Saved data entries
//! CLI binary for pricewise.
//!
//! Results are written to stdout as JSON. All tracing output goes to
//! stderr so stdout can be piped.

use std::path::PathBuf;

use clap::{Parser, Subcommand};
use pricewise::{PricewiseConfig, build_service};
use pricewise_search::SearchOptions;
use serde::Serialize;
use tokio_util::sync::CancellationToken;
use tracing_subscriber::EnvFilter;

/// Pricewise: compare grocery prices across platforms.
#[derive(Parser)]
#[command(name = "pricewise", version, about)]
struct Cli {
    /// Path to TOML configuration file.
    #[arg(short, long)]
    config: Option<PathBuf>,

    /// Subcommand to run.
    #[command(subcommand)]
    command: Command,
}

/// Available commands.
#[derive(Subcommand)]
enum Command {
    /// Search every provider and print the ranked comparison.
    Search {
        /// Free-text query, e.g. "2 kg atta".
        #[arg(required = true)]
        query: Vec<String>,

        /// Only call these providers (repeatable).
        #[arg(short, long = "provider")]
        providers: Vec<String>,

        /// Category hint, e.g. "dairy".
        #[arg(long)]
        category: Option<String>,

        /// Quantity hint, e.g. "500ml".
        #[arg(long)]
        quantity: Option<String>,

        /// Maximum ranked products to print.
        #[arg(short = 'n', long)]
        max_results: Option<usize>,
    },

    /// Print the health of every provider.
    Status,

    /// Run a diagnostic query through every provider.
    TestAll,

    /// Write the effective configuration to the config path.
    InitConfig,
}

#[tokio::main]
async fn main() -> anyhow::Result<()> {
    tracing_subscriber::fmt()
        .with_writer(std::io::stderr)
        .with_env_filter(
            EnvFilter::try_from_default_env()
                .unwrap_or_else(|_| EnvFilter::new("pricewise=info,pricewise_search=info")),
        )
        .init();

    let cli = Cli::parse();

    let path = cli
        .config
        .clone()
        .unwrap_or_else(PricewiseConfig::default_config_path);
    let mut config = PricewiseConfig::load_or_default(&path)?;

    if let Command::InitConfig = cli.command {
        config.save_to_file(&path)?;
        eprintln!("wrote {}", path.display());
        return Ok(());
    }

    config.apply_env_overrides();
    let service = build_service(&config)?;

    match cli.command {
        Command::Search {
            query,
            providers,
            category,
            quantity,
            max_results,
        } => {
            let cancel = CancellationToken::new();
            let on_interrupt = cancel.clone();
            tokio::spawn(async move {
                if tokio::signal::ctrl_c().await.is_ok() {
                    tracing::info!("interrupted, abandoning outstanding providers");
                    on_interrupt.cancel();
                }
            });

            let options = SearchOptions {
                providers,
                category,
                quantity,
                max_results,
                cancel: Some(cancel),
            };
            let result = service.search(&query.join(" "), &options).await;
            print_json(&result)
        }
        Command::Status => print_json(&service.status()),
        Command::TestAll => print_json(&service.test_all().await),
        Command::InitConfig => Ok(()),
    }
}

fn print_json<T: Serialize>(value: &T) -> anyhow::Result<()> {
    println!("{}", serde_json::to_string_pretty(value)?);
    Ok(())
}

▸ Task brief: In the entries above, find the line holding "these providers (repeatable)." and the line holding "products to print.", then retype exactly those two lines and every line between them, and nothing else.

▸ Task solution:
        /// Only call these providers (repeatable).
        #[arg(short, long = "provider")]
        providers: Vec<String>,

        /// Category hint, e.g. "dairy".
        #[arg(long)]
        category: Option<String>,

        /// Quantity hint, e.g. "500ml".
        #[arg(long)]
        quantity: Option<String>,

        /// Maximum ranked products to print.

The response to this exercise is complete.